The Whispering Brook, WA, 2011 - I followed my visualization nearly exactly on this. Knowing what I wanted in the image before I ever captured it, I kept the busy elements very simple by controlling exposure and keeping the values low throughout. The water still maintains strong contrast however, even though there is no white clipping. This is due to how dark other elements in the scene are placed.

This is from the uncorrected RAW. I did pretty well placing the tonal values using my exposure. But the final above was much more than a desaturation. I came in using presets, channels, burn, dodge, etc., and finished the image to what I had seen in my mind before I released the shutter. I knew what I wanted, and that's what I got. I admit I'm not always this well organized, but when I truly visualize, not just my capture, but how it will look when it's finished, my work seems to take on a new quality.


5. Wrapping Up.

OK, this is simple, but it was a lot of stuff. If you’re feeling confused, read it again, because once you really start to grasp it, it will come quickly. If you think you understand but don’t see the value, read it again because you have not really grasped how powerful it is. If you think you use this instinctively and you already knew it, even though you don’t really, read it again. This is the single most valuable, yet simple, bit of photographic knowledge I have learned in my nearly 15 years of photography.

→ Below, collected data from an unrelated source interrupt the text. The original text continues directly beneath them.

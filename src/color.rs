//! Display colors and wire color resolution.

/// RGB color with components normalized to [0, 1].
#[derive(Debug, Clone, Copy, PartialEq, Default)]
pub struct Color {
    pub r: f32,
    pub g: f32,
    pub b: f32,
}

impl Color {
    /// Create a new color with explicit components.
    pub const fn new(r: f32, g: f32, b: f32) -> Self {
        Self { r, g, b }
    }

    /// Create a color from raw 8-bit channels, linearly normalized.
    pub const fn from_bytes(r: u8, g: u8, b: u8) -> Self {
        Self::new(r as f32 / 255.0, g as f32 / 255.0, b as f32 / 255.0)
    }

    pub const RED: Color = Color::new(1.0, 0.0, 0.0);
    pub const YELLOW: Color = Color::new(1.0, 1.0, 0.0);
    pub const BLUE: Color = Color::new(0.0, 0.0, 1.0);
    pub const GREEN: Color = Color::new(0.0, 1.0, 0.0);
}

/// Resolve raw wire color channels to a display color.
///
/// The g channel doubles as the producer's proximity grade: the ASCII
/// digits `'1'`, `'3'`, and `'4'` select pure red, yellow, and blue. Any
/// other triple falls back to its linear normalization, so every input
/// resolves to exactly one color.
pub fn resolve(r: u8, g: u8, b: u8) -> Color {
    match g {
        b'1' => Color::RED,
        b'3' => Color::YELLOW,
        b'4' => Color::BLUE,
        _ => Color::from_bytes(r, g, b),
    }
}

I know I’m being a bit snarky there, but it’s only because some people (often the so-called experts) turn their nose up at this as if they already knew it and it’s no longer relevant. If you really know and truly use every step already, than huge props to you, because you are among the few. But if you think it’s no big deal, it’s time get back to basics. Because this is no less relevant than it has ever been. In fact, it may be more so.

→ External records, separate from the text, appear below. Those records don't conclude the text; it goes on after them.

//! States processing marker records.

use either::Either::{self, Left, Right};
use zerocopy::FromBytes;

use crate::color::{self, Color};

use super::frame::Preamble;

/// Size of one encoded marker record.
pub const RECORD_LEN: usize = 24;

/// Marker shape selected by a record's kind byte.
#[derive(Debug, Clone, Copy, PartialEq, Eq)]
pub enum Shape {
    /// Plain point marker, for every kind outside the triangle set.
    Point,
    /// Triangle marker, selected by kinds 1 and 2.
    Triangle,
    /// Diamond marker, drawn only at the anchor position.
    Diamond,
}

impl Shape {
    /// Classify a record's kind byte.
    ///
    /// Kinds 1 and 2 render as triangles; every other value renders as a
    /// point. The wire carries no third classification.
    pub fn classify(kind: u8) -> Self {
        match kind {
            1 | 2 => Self::Triangle,
            _ => Self::Point,
        }
    }
}

/// One decoded, renderable object position.
#[derive(Debug, Clone, Copy, PartialEq)]
pub struct Marker {
    /// Record identifier, unique within a frame by convention only.
    pub id: i64,
    /// Horizontal plot coordinate, unvalidated.
    pub x: i32,
    /// Vertical plot coordinate, unvalidated.
    pub y: i32,
    /// Raw kind byte the shape was classified from.
    pub kind: u8,
    /// Raw color channels carried through from the wire.
    pub rgb: [u8; 3],
    /// Shape classified from the kind byte.
    pub shape: Shape,
    /// Display color resolved from the raw channels.
    pub color: Color,
}

/// State token to decode the marker records of a frame.
#[derive(Debug)]
pub struct Records {
    pub(super) remaining: u32,
}

impl Records {
    /// Transition to another state by decoding one marker record.
    ///
    /// Every block of [`RECORD_LEN`] bytes decodes successfully; field
    /// values are not validated here. Returns the decoded marker, and a
    /// successor state token.
    pub fn advance(self, r: [u8; RECORD_LEN]) -> (Marker, Either<Records, Preamble>) {
        #[repr(C, packed)]
        #[derive(FromBytes)]
        struct RawRecord {
            id: [u8; 8],
            x: [u8; 4],
            y: [u8; 4],
            kind: u8,
            r: u8,
            g: u8,
            b: u8,
            _reserved: [u8; 4],
        }

        let RawRecord {
            id,
            x,
            y,
            kind,
            r,
            g,
            b,
            ..
        } = zerocopy::transmute!(r);

        let marker = Marker {
            id: i64::from_le_bytes(id),
            x: i32::from_le_bytes(x),
            y: i32::from_le_bytes(y),
            kind,
            rgb: [r, g, b],
            shape: Shape::classify(kind),
            color: color::resolve(r, g, b),
        };

        let remaining = self.remaining - 1;

        let successor = if remaining != 0 {
            Left(Records { remaining })
        } else {
            Right(Preamble)
        };

        (marker, successor)
    }
}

That’s all for now. This can go deeper so I encourage you to look into these concepts further, but for now just start exposing in Zones. Before long, you will never see light, or make photos, the same way again. I know, sometimes you’ll be on the move, and you won’t have time to spot meter and plan every frame. That’s why today’s automated tools can be really useful. But if you slow down (check out The 111 Photo Project) and end the mindset of letting gear think for you and put visualization, Zones, and tonal control into practice at every chance, it will start affecting all your images, even the ones you have to do lightning quickly.

I hope you’ve enjoyed this. Please +Like, share, and tell the world as you learn how powerful this can be. Remember, it will take a little time and practice. I suggest you demand of yourself to start seeing in Zones, visualizing and planning your images. It will work. I plan to keep refining this as I improve my own skills and find to better ways explain this often neglected piece of our craft that has changed the way I make images. I’ll also be discussing it during my tours and workshops.

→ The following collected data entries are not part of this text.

//! State tokens for decoding the wire protocol.
//!
//! This module is intended for applications that need fine control over
//! reading and buffering. See [`crate::view`] for implementations covering
//! common consumption patterns.
//!
//! # Architecture
//!
//! Each position within a frame is represented by a non-copy state token.
//! Once enough bytes are ready, transition to the next position by calling
//! the token's `advance` method. This returns any extracted data, along with
//! a successor state token. A frame is complete when the successor is the
//! next frame's [`frame::Preamble`].
//!
//! Only the initial state, re-exported for convenience as [`Decoder`], needs
//! to be named to start decoding.
//!
//! The tokens never perform I/O. Reading bytes from the correct place in the
//! stream, and the policy for streams that end mid-frame, are left to the
//! caller.

pub mod frame;
pub mod record;

/// Entrypoint to the decoding state machine.
pub type Decoder = frame::Preamble;
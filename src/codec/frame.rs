//! States processing frame preambles and record counts.

use either::Either::{self, Left, Right};
use thiserror::Error;

use super::record::Records;

/// Marker value opening every frame, as a little-endian `u32` on the wire.
pub const PREAMBLE: u32 = 0xFE00;

/// An error advancing over a frame preamble.
#[derive(Debug, Error)]
#[error("Incorrect preamble marker ({found:#010x}).")]
pub struct PreambleError {
    /// The value found in place of the preamble.
    pub found: u32,
}

/// State token to decode a frame preamble.
#[derive(Debug)]
pub struct Preamble;

impl Preamble {
    /// Transition to another state by decoding a frame preamble.
    ///
    /// Returns the successor state token.
    pub fn advance(r: [u8; 4]) -> Result<Count, PreambleError> {
        let found = u32::from_le_bytes(r);

        if found != PREAMBLE {
            Err(PreambleError { found })?;
        }

        Ok(Count(()))
    }
}

/// State token to decode a record count.
#[derive(Debug)]
pub struct Count(pub(super) ());

impl Count {
    /// Transition to another state by decoding a record count.
    ///
    /// Returns the number of records declared by the frame, and a successor
    /// state token. A frame declaring no records is complete immediately.
    pub fn advance(self, r: [u8; 4]) -> (u32, Either<Records, Preamble>) {
        let count = u32::from_le_bytes(r);

        let successor = if count != 0 {
            Left(Records { remaining: count })
        } else {
            Right(Preamble)
        };

        (count, successor)
    }
}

Now go. Apply this. Because it works so dang well, it’s almost unbelievable. Good luck!


Andrew at Mission Bridge. Commissioned portrait, 2011 - I was using 4x5 film here. I focus heavily on of space in my portraits, but to show that environment I need to control it. The subject has to stay strong. I kept the elements darker, though few were black. And kept my subject dominant up around Zone IV.

This was on 4x5, and it came out as planned. But you see how the final development I did in LR/PS completed my visualization; by editing the supporting cast tones to where I wanted them and working with details, I kept the subject primary in this open scene. I finished the final above as a 40 inch print on canvas for the client.